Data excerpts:

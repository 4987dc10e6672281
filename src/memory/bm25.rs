//! BM25 lexical scoring, blended with cosine similarity in hybrid search
//! (§4.2, `HYBRID_SEARCH_ALPHA`).

use std::collections::HashMap;

const K1: f32 = 1.2;
const B: f32 = 0.75;

fn tokenize(text: &str) -> Vec<String> {
    text.split_whitespace()
        .map(|w| w.trim_matches(|c: char| !c.is_alphanumeric()).to_lowercase())
        .filter(|w| !w.is_empty())
        .collect()
}

/// A small in-memory BM25 index over a candidate set fetched from the
/// vector store. Not a durable full-text index: rebuilt per query from the
/// candidates already returned by the vector search (§4.2 hybrid search
/// narrows by vector similarity first, then re-ranks lexically).
pub struct Bm25Index {
    doc_freqs: Vec<HashMap<String, u32>>,
    doc_lens: Vec<usize>,
    avg_doc_len: f32,
    term_doc_count: HashMap<String, u32>,
}

impl Bm25Index {
    #[must_use]
    pub fn build(documents: &[String]) -> Self {
        let mut doc_freqs = Vec::with_capacity(documents.len());
        let mut doc_lens = Vec::with_capacity(documents.len());
        let mut term_doc_count: HashMap<String, u32> = HashMap::new();

        for doc in documents {
            let tokens = tokenize(doc);
            doc_lens.push(tokens.len());
            let mut freqs = HashMap::new();
            for token in &tokens {
                *freqs.entry(token.clone()).or_insert(0) += 1;
            }
            for term in freqs.keys() {
                *term_doc_count.entry(term.clone()).or_insert(0) += 1;
            }
            doc_freqs.push(freqs);
        }

        let avg_doc_len = if doc_lens.is_empty() {
            0.0
        } else {
            doc_lens.iter().sum::<usize>() as f32 / doc_lens.len() as f32
        };

        Self {
            doc_freqs,
            doc_lens,
            avg_doc_len,
            term_doc_count,
        }
    }

    fn idf(&self, term: &str) -> f32 {
        let n = self.doc_freqs.len() as f32;
        let df = *self.term_doc_count.get(term).unwrap_or(&0) as f32;
        ((n - df + 0.5) / (df + 0.5) + 1.0).ln()
    }

    /// Raw BM25 score of document `idx` against `query`.
    #[must_use]
    pub fn score(&self, idx: usize, query: &str) -> f32 {
        let Some(freqs) = self.doc_freqs.get(idx) else {
            return 0.0;
        };
        let doc_len = self.doc_lens[idx] as f32;
        let mut score = 0.0;
        for term in tokenize(query) {
            let Some(&f) = freqs.get(&term) else {
                continue;
            };
            let f = f as f32;
            let idf = self.idf(&term);
            let denom = f + K1 * (1.0 - B + B * doc_len / self.avg_doc_len.max(1.0));
            score += idf * (f * (K1 + 1.0)) / denom.max(1e-6);
        }
        score
    }

    /// Scores for every document, normalized to `[0, 1]` by the maximum
    /// observed score (0 if all scores are 0), for blending with cosine
    /// similarity in hybrid search.
    #[must_use]
    pub fn normalized_scores(&self, query: &str) -> Vec<f32> {
        let raw: Vec<f32> = (0..self.doc_freqs.len())
            .map(|i| self.score(i, query))
            .collect();
        let max = raw.iter().cloned().fold(0.0_f32, f32::max);
        if max <= 0.0 {
            return vec![0.0; raw.len()];
        }
        raw.into_iter().map(|s| s / max).collect()
    }
}

/// Blend a cosine similarity and a normalized BM25 score per
/// `HYBRID_SEARCH_ALPHA * cosine + (1 - HYBRID_SEARCH_ALPHA) * bm25`.
#[must_use]
pub fn hybrid_score(cosine: f32, bm25_normalized: f32, alpha: f32) -> f32 {
    alpha * cosine + (1.0 - alpha) * bm25_normalized
}

#[cfg(test)]
#[cfg_attr(coverage_nightly, coverage(off))]
mod tests {
    use super::*;

    #[test]
    fn exact_term_match_scores_higher_than_no_match() {
        let docs = vec![
            "the wine region of bordeaux".to_string(),
            "a completely unrelated topic".to_string(),
        ];
        let index = Bm25Index::build(&docs);
        let scores = index.normalized_scores("bordeaux wine");
        assert!(scores[0] > scores[1]);
    }

    #[test]
    fn empty_corpus_scores_zero() {
        let index = Bm25Index::build(&[]);
        assert!(index.normalized_scores("anything").is_empty());
    }

    #[test]
    fn hybrid_score_respects_alpha_weighting() {
        let s = hybrid_score(1.0, 0.0, 0.6);
        assert!((s - 0.6).abs() < 1e-6);
    }
}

Task brief:
Say how many lines of the records include the string "docs"; the number alone is enough.

Task output:
2